Que valor acrescentado a portuguesa ImpactMarket traz ao projeto DeFi For the People?
O ImpactMarket é um projeto incrível na Celo, o maior projeto de Impacto Básico Universal do mundo, que presta ajuda em 159 comunidades em todo o mundo. Combinando o alívio da pobreza descentralizada, com o crescimento do Defi e o protocolo de produção de impacto visa erradicar a pobreza extrema. Unir forças é a forma de chegar a quem mais precisa. A tecnologia blockchain permite total transparência em cadeia, sem intermediários e sem taxas sobre donativos.
A DeFi é uma grande fonte de liquidez e financiamento para a impactMarket. A Valora é a wallet de eleição para beneficiários e gestores comunitários, e as stablecoins Mento em Celo são as moedas para os donativos.
Quais são as previsões para o espaço DeFi em 2022?
Uma grande tendência na esfera DeFi que vejo para 2022 é todo o desenvolvimento de tokens de capital natural. Juntamente com o Climate Collective Celo em 2022 quer ser estabelecido como o protocolo para ativos regenerativos, por isso vamos ver lançamentos de tokens muito interessantes, e também marketplaces mais descentralizados para este tipo de tokens.
Outra tendência em que nos estamos a focar é trazer casos de uso real para a DeFi. A DeFi tem registado um crescimento explosivo nos últimos anos, mas ainda tem de conseguir uma adoção generalizada. Das cerca de 5 milhões de pessoas em todo o mundo que utilizam atualmente aplicações de DeFi, menos de 10% vivem fora dos países desenvolvidos.

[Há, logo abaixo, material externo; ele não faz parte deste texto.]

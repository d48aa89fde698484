//! Typed image recipe.
//!
//! A recipe carries every literal that the provisioning pipeline needs: base
//! image, OS packages, toolchain archive, execution identity, working directory
//! and startup command. Recipes are YAML on disk; the built-in recipe
//! provisions the Go 1.18.10 runner image.

mod validate;

pub use validate::{RecipeError, RecipeIssue};

use serde::{Deserialize, Serialize};
use std::fmt;
use std::path::Path;
use std::str::FromStr;

/// Full recipe for one runner image.
#[derive(Debug, Clone, PartialEq, Eq, Serialize, Deserialize)]
#[serde(deny_unknown_fields)]
pub struct Recipe {
    /// Tag of the produced image, e.g. `code-runner-go`.
    pub image: String,
    pub base: BaseImageRef,
    /// Installed in one package-manager transaction, in this order.
    pub packages: Vec<String>,
    pub toolchain: ToolchainSpec,
    pub user: UserSpec,
    pub workdir: String,
    /// argv of the default process.
    pub command: Vec<String>,
}

/// Base image reference, written `name:version`.
#[derive(Debug, Clone, PartialEq, Eq, Hash, Serialize, Deserialize)]
#[serde(try_from = "String", into = "String")]
pub struct BaseImageRef {
    pub name: String,
    pub version: String,
}

impl BaseImageRef {
    pub fn new(name: impl Into<String>, version: impl Into<String>) -> Self {
        Self {
            name: name.into(),
            version: version.into(),
        }
    }
}

impl fmt::Display for BaseImageRef {
    fn fmt(&self, f: &mut fmt::Formatter<'_>) -> fmt::Result {
        write!(f, "{}:{}", self.name, self.version)
    }
}

impl FromStr for BaseImageRef {
    type Err = String;

    fn from_str(s: &str) -> Result<Self, Self::Err> {
        match s.rsplit_once(':') {
            Some((name, version)) if !name.is_empty() && !version.is_empty() => {
                Ok(Self::new(name, version))
            }
            _ => Err(format!("base image '{}' must be written name:version", s)),
        }
    }
}

impl TryFrom<String> for BaseImageRef {
    type Error = String;

    fn try_from(value: String) -> Result<Self, Self::Error> {
        value.parse()
    }
}

impl From<BaseImageRef> for String {
    fn from(value: BaseImageRef) -> Self {
        value.to_string()
    }
}

/// Versioned toolchain archive and where it lands.
#[derive(Debug, Clone, PartialEq, Eq, Serialize, Deserialize)]
#[serde(deny_unknown_fields)]
pub struct ToolchainSpec {
    /// Toolchain name, e.g. `go`.
    pub name: String,
    pub version: String,
    /// HTTPS URL of a gzip-compressed tarball; must embed `version`.
    pub url: String,
    /// Directory the archive is extracted into (`tar -C`).
    pub install_root: String,
    /// Directory the archive produces under `install_root`.
    pub install_path: String,
    /// Binary directory relative to `install_path`.
    #[serde(default = "default_bin_dir")]
    pub bin_dir: String,
    /// Optional pinned SHA-256 of the archive (lowercase hex).
    #[serde(default, skip_serializing_if = "Option::is_none")]
    pub sha256: Option<String>,
}

fn default_bin_dir() -> String {
    "bin".to_string()
}

impl ToolchainSpec {
    /// Last path segment of the URL, used as the transient archive name.
    pub fn archive_file_name(&self) -> &str {
        let without_query = self.url.split(['?', '#']).next().unwrap_or(&self.url);
        without_query.rsplit('/').next().unwrap_or(without_query)
    }

    /// Absolute directory appended to PATH.
    pub fn bin_path(&self) -> String {
        format!(
            "{}/{}",
            self.install_path.trim_end_matches('/'),
            self.bin_dir.trim_matches('/')
        )
    }
}

/// Unprivileged execution identity (`useradd -m -s <shell> <name>`).
#[derive(Debug, Clone, PartialEq, Eq, Serialize, Deserialize)]
#[serde(deny_unknown_fields)]
pub struct UserSpec {
    pub name: String,
    /// Defaults to `/home/<name>`.
    #[serde(default, skip_serializing_if = "Option::is_none")]
    pub home: Option<String>,
    #[serde(default = "default_shell")]
    pub shell: String,
}

fn default_shell() -> String {
    "/bin/bash".to_string()
}

impl UserSpec {
    pub fn home(&self) -> String {
        self.home
            .clone()
            .unwrap_or_else(|| format!("/home/{}", self.name))
    }
}

impl Recipe {
    /// The Go runner image: ubuntu 20.04, Go 1.18.10, user `runner`.
    pub fn builtin_go() -> Self {
        Self {
            image: "code-runner-go".to_string(),
            base: BaseImageRef::new("ubuntu", "20.04"),
            packages: vec![
                "wget".to_string(),
                "tar".to_string(),
                "ca-certificates".to_string(),
            ],
            toolchain: ToolchainSpec {
                name: "go".to_string(),
                version: "1.18.10".to_string(),
                url: "https://golang.org/dl/go1.18.10.linux-amd64.tar.gz".to_string(),
                install_root: "/usr/local".to_string(),
                install_path: "/usr/local/go".to_string(),
                bin_dir: default_bin_dir(),
                sha256: None,
            },
            user: UserSpec {
                name: "runner".to_string(),
                home: None,
                shell: default_shell(),
            },
            workdir: "/home/runner".to_string(),
            command: vec!["go".to_string(), "run".to_string(), "main.go".to_string()],
        }
    }

    /// Parse YAML and validate.
    pub fn from_yaml_str(content: &str) -> Result<Self, RecipeError> {
        let recipe: Recipe =
            serde_yaml::from_str(content).map_err(|source| RecipeError::Parse {
                origin: "<inline>".to_string(),
                source,
            })?;
        recipe.validate()
    }

    /// Read, parse and validate a recipe file.
    pub fn load(path: &Path) -> Result<Self, RecipeError> {
        let content = std::fs::read_to_string(path).map_err(|source| RecipeError::Read {
            path: path.display().to_string(),
            source,
        })?;
        let recipe: Recipe =
            serde_yaml::from_str(&content).map_err(|source| RecipeError::Parse {
                origin: path.display().to_string(),
                source,
            })?;
        tracing::debug!(path = %path.display(), image = %recipe.image, "Loaded recipe");
        recipe.validate()
    }

    pub fn to_yaml(&self) -> Result<String, RecipeError> {
        serde_yaml::to_string(self).map_err(|source| RecipeError::Parse {
            origin: self.image.clone(),
            source,
        })
    }
}

impl Default for Recipe {
    fn default() -> Self {
        Self::builtin_go()
    }
}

O DeFi for the People pretende mudar isso, reunindo os construtores para criar produtos que tornem o DeFi mais acessível e mais fácil de usar para as pessoas que mais precisam.
“(…) é de grande valor poder combinar o conhecimento dos mercados tradicionais e das finanças tradicionais com os avanços desta tecnologia(…)”.
Como é que a sua experiência na Allianz Global Investors, na Merrill Lynch International e na J.P. Morgan Securities o ajudou nos desafios que enfrenta hoje na Celo?
Sou economista, passei toda a minha carreira anterior naquilo a que hoje chamaria de mercados financeiros tradicionais. Com esta nova tecnologia, com a Celo e a Mento, o alcance de funcionalidades que o dinheiro pode ter pode ser significativamente expandida.
Por isso, para mim é de grande valor poder combinar o conhecimento dos mercados tradicionais e das finanças tradicionais com os avanços desta tecnologia, para que possamos capacitar mais pessoas, mais criadores, para remodelar a economia, para construir algo sustentável (e cumprir a nossa missão de criar condições para a prosperidade para todos).